Rindrianie's Blog

Pada Suatu Senja

foto milik Mas Febriyan Lukito

 

Kautahu lelaki di meja sebelahmu tengah gelisah menunggu seseorang yang tak kunjung datang.

“Kekasihmu?” tanyamu menebak. Lelaki di sebelahmu hanya bergumam tidak jelas, kau seharusnya tahu itu semacam pertanda lelaki itu tak ingin diganggu, tapi tentu saja kau hanya tersenyum, dan tetap mengajaknya berbincang.

“Bukankah senja tetap indah meskipun kau menikmatinya sendirian?” tanyamu lagi. Kali ini lelaki di sebelahmu menghela napas panjang, seperti menyerah.

“Aku tidak suka menunggu,” jawabnya ketus.

“Maka tidak perlu kautunggu, kalau begitu.”

“Entah kenapa kekasihku itu suka sekali membuatku menunggu.”

“Oh? Begitu.” Lelaki yang malang, lanjutmu dalam hati.

“Aku hanya ingin menikmati senja indah ini bersamanya. Itu saja.”

“Ah, sebuah keinginan sederhana yang rupanya sulit diwujudkan, betul?”

“Begitulah.”

Kau tersenyum mendengar suara lelaki itu yang terdengar sedih, sekaligus putus asa dan kesal di waktu yang sama. Lelaki itu menyesap anggurnya perlahan, seperti ingin menenangkan diri.

“Apakah kau juga tengah menunggu seseorang?” tanyanya setelah jeda merayap dalam senyap.

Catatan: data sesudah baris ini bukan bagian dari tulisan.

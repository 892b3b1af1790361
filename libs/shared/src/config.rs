//! # 設定
//!
//! 既定値 → `trendkit.toml` → 環境変数 (TRENDKIT_*) の順に上書きする。
//! ディスパッチ閾値やサーキット定数は情報源によって揺れがあるため、
//! すべてここで設定可能にしてある。

use serde::{Deserialize, Serialize};

/// trendkit 全体の設定
#[derive(Debug, Clone, Serialize, Deserialize)]
pub struct TrendkitConfig {
    /// 既定の地域コード
    pub default_region: String,
    /// fast バックエンドに任せる limit の天井 (これ超過で bulk へ)
    pub fast_limit_ceiling: usize,
    /// bulk 収集・limit 検証の上限
    pub bulk_limit_max: usize,
    /// compare / interest のキーワード数上限
    pub compare_keywords_max: usize,
    /// バックエンド 1 呼び出しのハードタイムアウト (秒)
    pub request_timeout_secs: u64,
    /// RateLimit / 一時的 Service 失敗のリトライ回数
    pub max_retries: u32,
    /// 指数バックオフの初項 (秒)
    pub backoff_base_secs: u64,
    /// サーキット開放までの連続失敗回数
    pub circuit_failure_threshold: u32,
    /// サーキット開放後の冷却時間 (秒)
    pub circuit_cooldown_secs: u64,
    /// キャッシュの最大エントリ数
    pub cache_max_entries: usize,
    /// キャッシュ既定 TTL (秒)
    pub cache_ttl_secs: u64,
    /// trend-server の待受ポート
    pub server_port: u16,
    /// 上流リクエストの User-Agent
    pub user_agent: String,
}

const DEFAULT_USER_AGENT: &str =
    "Mozilla/5.0 (Macintosh; Intel Mac OS X 10_15_7) AppleWebKit/537.36 (KHTML, like Gecko) \
     Chrome/120.0.0.0 Safari/537.36";

impl TrendkitConfig {
    /// 設定をファイルまたは環境変数から読み込む
    pub fn load() -> Result<Self, config::ConfigError> {
        let settings = config::Config::builder()
            .set_default("default_region", "KR")?
            .set_default("fast_limit_ceiling", 20)?
            .set_default("bulk_limit_max", 100)?
            .set_default("compare_keywords_max", 5)?
            .set_default("request_timeout_secs", 30)?
            .set_default("max_retries", 3)?
            .set_default("backoff_base_secs", 1)?
            .set_default("circuit_failure_threshold", 5)?
            .set_default("circuit_cooldown_secs", 60)?
            .set_default("cache_max_entries", 1000)?
            .set_default("cache_ttl_secs", 300)?
            .set_default("server_port", 3020)?
            .set_default("user_agent", DEFAULT_USER_AGENT)?
            // trendkit.toml があれば読み込む
            .add_source(config::File::with_name("trendkit").required(false))
            // 環境変数 (TRENDKIT_*) があれば上書き
            .add_source(config::Environment::with_prefix("TRENDKIT"))
            .build()?;

        settings.try_deserialize()
    }
}

impl Default for TrendkitConfig {
    fn default() -> Self {
        Self::load().unwrap_or_else(|_| Self {
            default_region: "KR".to_string(),
            fast_limit_ceiling: 20,
            bulk_limit_max: 100,
            compare_keywords_max: 5,
            request_timeout_secs: 30,
            max_retries: 3,
            backoff_base_secs: 1,
            circuit_failure_threshold: 5,
            circuit_cooldown_secs: 60,
            cache_max_entries: 1000,
            cache_ttl_secs: 300,
            server_port: 3020,
            user_agent: DEFAULT_USER_AGENT.to_string(),
        })
    }
}

#[cfg(test)]
mod tests {
    use super::*;
    use std::io::Write;

    #[test]
    fn test_config_load_defaults() {
        let config = TrendkitConfig::default();
        assert_eq!(config.default_region, "KR");
        assert_eq!(config.fast_limit_ceiling, 20);
        assert_eq!(config.circuit_failure_threshold, 5);
        assert_eq!(config.cache_ttl_secs, 300);
    }

    #[test]
    fn test_config_load_from_file() {
        // 一時的な toml を作成 (拡張子でフォーマットを認識させる)
        let mut file = tempfile::Builder::new()
            .suffix(".toml")
            .tempfile()
            .unwrap();
        writeln!(file, "default_region = \"US\"").unwrap();
        writeln!(file, "fast_limit_ceiling = 10").unwrap();
        writeln!(file, "bulk_limit_max = 50").unwrap();
        writeln!(file, "compare_keywords_max = 5").unwrap();
        writeln!(file, "request_timeout_secs = 15").unwrap();
        writeln!(file, "max_retries = 2").unwrap();
        writeln!(file, "backoff_base_secs = 1").unwrap();
        writeln!(file, "circuit_failure_threshold = 3").unwrap();
        writeln!(file, "circuit_cooldown_secs = 30").unwrap();
        writeln!(file, "cache_max_entries = 100").unwrap();
        writeln!(file, "cache_ttl_secs = 60").unwrap();
        writeln!(file, "server_port = 4000").unwrap();
        writeln!(file, "user_agent = \"test-agent\"").unwrap();

        let settings = config::Config::builder()
            .add_source(config::File::from(file.path()))
            .build()
            .unwrap();

        let config: TrendkitConfig = settings.try_deserialize().unwrap();
        assert_eq!(config.default_region, "US");
        assert_eq!(config.fast_limit_ceiling, 10);
        assert_eq!(config.server_port, 4000);
    }
}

Kau menggelengkan kepala cepat. “Tidak, aku lebih suka sendiri.”

“Oh.” Lelaki itu seperti kehabisan kalimat basa basi, mungkin dia berpikir jawabanmu secara tidak langsung menyuruhnya diam.

“Tapi aku suka sekali berbincang,” lanjutmu lagi, tidak ingin kehilangan teman bercakap.

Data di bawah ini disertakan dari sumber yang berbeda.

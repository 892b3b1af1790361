//! 上流レスポンスの共通処理。
//! Google Trends の JSON API は XSSI 対策の接頭辞 `)]}'` を付けて返すため、
//! 先頭の JSON 本体開始位置まで読み飛ばしてからパースする。

use serde_json::Value;
use trendkit_core::contracts::{NewsItem, TrendImage, TrendRecord};
use trendkit_core::error::TrendkitError;

/// レコード 1 件に添付するニュース記事の上限
pub(crate) const MAX_ARTICLES_PER_TREND: usize = 3;

/// XSSI 接頭辞を取り除いて JSON 本体を切り出す
pub(crate) fn strip_jsonp(body: &str) -> &str {
    match body.find(|c| c == '{' || c == '[') {
        Some(start) => &body[start..],
        None => body,
    }
}

/// ステータスコードを typed error へ写像する。
/// 429 は Retry-After を尊重し、5xx は一時的 Service として扱う。
pub(crate) fn status_to_error(response: &reqwest::Response) -> Option<TrendkitError> {
    let status = response.status();
    if status.is_success() {
        return None;
    }
    if status.as_u16() == 429 {
        let retry_after_secs = response
            .headers()
            .get(reqwest::header::RETRY_AFTER)
            .and_then(|v| v.to_str().ok())
            .and_then(|v| v.parse::<u64>().ok())
            .unwrap_or(60);
        return Some(TrendkitError::RateLimit { retry_after_secs });
    }
    Some(TrendkitError::Service {
        detail: format!("上流が status {} を返却", status.as_u16()),
    })
}

/// レスポンス本文を JSON として読む (接頭辞除去込み)
pub(crate) async fn read_trends_json(response: reqwest::Response) -> Result<Value, TrendkitError> {
    if let Some(err) = status_to_error(&response) {
        return Err(err);
    }
    let body = response
        .text()
        .await
        .map_err(|e| TrendkitError::Service { detail: format!("本文読み取り失敗: {e}") })?;
    serde_json::from_str(strip_jsonp(&body))
        .map_err(|e| TrendkitError::Service { detail: format!("JSON パース失敗: {e}") })
}

/// 接続レベルの失敗を typed error へ
pub(crate) fn transport_error(err: reqwest::Error) -> TrendkitError {
    if err.is_timeout() {
        // Wrapper 側の deadline より先に下層が切れた場合もタイムアウト扱いにはせず
        // 一時的障害として分類する (部分結果の回収は Wrapper の責務)
        return TrendkitError::Service { detail: format!("下層タイムアウト: {err}") };
    }
    TrendkitError::Service { detail: format!("接続失敗: {err}") }
}

/// trendingSearches 配列の 1 要素を canonical レコードへ写像する
pub(crate) fn parse_trending_search(item: &Value) -> Option<TrendRecord> {
    let keyword = item.pointer("/title/query")?.as_str()?.trim().to_string();
    if keyword.is_empty() {
        return None;
    }
    let traffic = item
        .get("formattedTraffic")
        .and_then(|v| v.as_str())
        .unwrap_or("N/A")
        .to_string();

    let news: Vec<NewsItem> = item
        .get("articles")
        .and_then(|a| a.as_array())
        .map(|articles| {
            articles
                .iter()
                .take(MAX_ARTICLES_PER_TREND)
                .filter_map(|article| {
                    Some(NewsItem {
                        headline: article.get("title")?.as_str()?.to_string(),
                        url: article.get("url").and_then(|v| v.as_str()).unwrap_or("").to_string(),
                        source: article
                            .get("source")
                            .and_then(|v| v.as_str())
                            .unwrap_or("")
                            .to_string(),
                    })
                })
                .collect()
        })
        .unwrap_or_default();

    let image = item.get("image").and_then(|img| {
        Some(TrendImage {
            url: img.get("imageUrl")?.as_str()?.to_string(),
            source: img.get("source").and_then(|v| v.as_str()).unwrap_or("").to_string(),
        })
    });

    let explore_link = item
        .get("shareUrl")
        .and_then(|v| v.as_str())
        .filter(|s| !s.is_empty())
        .map(str::to_string);

    Some(TrendRecord {
        keyword,
        rank: None,
        traffic,
        news,
        related: Vec::new(),
        image,
        explore_link,
    })
}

“Jika kau punya seorang kekasih, kau bisa mengajaknya berbincang kapan pun kau mau.”

“Mungkin benar. Tapi perempuan sepertinya terlalu merepotkan, setidaknya bagiku, mohon jangan tersinggung.”

Lelaki itu tergelak, seperti sepakat dengan pendapatmu meskipun enggan mengakuinya.

“Kau menyukai senja?” tanyamu setelah tawa si lelaki itu mereda.

“Selalu.”

“Oh? Ada alasan khusus?”

“Seseorang pernah memberitahuku, bahwa warna jingga pada senja adalah cara matahari mengucapkan selamat malam pada kita. Dan sejak itu aku memaknai senja dengan cara yang berbeda.”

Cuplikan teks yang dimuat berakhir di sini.